Of course, many people think Jaynes is simply a crackpot; see this Salon article by Mark Wallace for an example. But these critics really need to come up with better attacks. For instance, Wallace says that “Jaynes displays a hallmark trait of the crackpot authority in drawing from widely disparate disciplines to back up a hypothesis that would never even occur to most scientists.” That’s supposed to be bad?
The illustrious Daniel Dennett, for one, is a Jaynes fan, and in his article about Jaynes reprinted in Brainchildren ) he provides a highly succinct summary of Jaynes’ hypothesis: that the human brain has gotten a “software upgrade” in recent millennia, while suggesting that many of the details of Jaynes’ theory—even the supposed centerpiece involving auditory hallucinations—are optional.

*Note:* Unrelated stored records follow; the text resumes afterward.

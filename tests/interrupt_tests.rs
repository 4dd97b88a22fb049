use guided_tutor::interrupt::InterruptRegistry;

#[test]
fn test_interrupt_cancels_running_command_only() {
    let interrupts = InterruptRegistry::new();
    let shutdown = interrupts.shutdown();

    let cancel = interrupts.begin();
    assert!(!interrupts.interrupt());
    assert!(cancel.is_cancelled());
    assert!(!shutdown.is_cancelled());

    // The next command gets a fresh token.
    let next = interrupts.begin();
    assert!(!next.is_cancelled());
    interrupts.finish();
    assert!(!next.is_cancelled());
}

#[test]
fn test_interrupt_at_idle_prompt_shuts_down() {
    let interrupts = InterruptRegistry::new();
    let shutdown = interrupts.shutdown();
    assert!(interrupts.interrupt());
    assert!(shutdown.is_cancelled());

    let interrupts = InterruptRegistry::new();
    let cancel = interrupts.begin();
    interrupts.finish();
    assert!(interrupts.interrupt());
    assert!(!cancel.is_cancelled());
    assert!(interrupts.shutdown().is_cancelled());
}

#[tokio::test]
async fn test_shutdown_wakes_a_waiting_prompt() {
    let interrupts = std::sync::Arc::new(InterruptRegistry::new());
    let shutdown = interrupts.shutdown();
    let waiter = tokio::spawn(async move { shutdown.cancelled().await });
    interrupts.interrupt();
    waiter.await.unwrap();
}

It is not at all surprising that Jaynes covers nearly half of the issues in my list of 22 research topics for neurotheology: mental illness, brain pathology, hallucinogens, polytheism, hypnosis, music, genetics, speaking in tongues, and at least one I omitted, poetry. Not surprising because Jaynes, in a way, is the original neurotheologist par excellence. In spite of its title, his book is not really about consicousness; indeed, Jaynes spends the entire first chapter making the point that consciousness, appropriately defined, is basically just a tool we humans use to do some things more effectively, but is hardly at the core of our experience.
Instead of consciousness, what the book is really about is God, or god, or gods, how they functioned before the advent of consciousness as we know it today (as verbalized messages from the right brain to the left), and how their vestiges constitute what we think of as religion today. In other words, “Breakdown” is really the “Bible”, so to speak, of neurotheology.
Love Jaynes or hate him, his theory remains, after 30 years, indisputably the single most comprehensive, wide-ranging, imaginative hypothesis available.
Reading this book, I had the uncanny feeling that perhaps our country is slipping back into bicamerality—by which I don’t mean having two houses of Congress, but rather Jaynes’ pre-conscious state. After all, we now have a President who said he was “told” by “God”—a voice, in other words—to invade Iraq, and a country which responded by electing him to another term.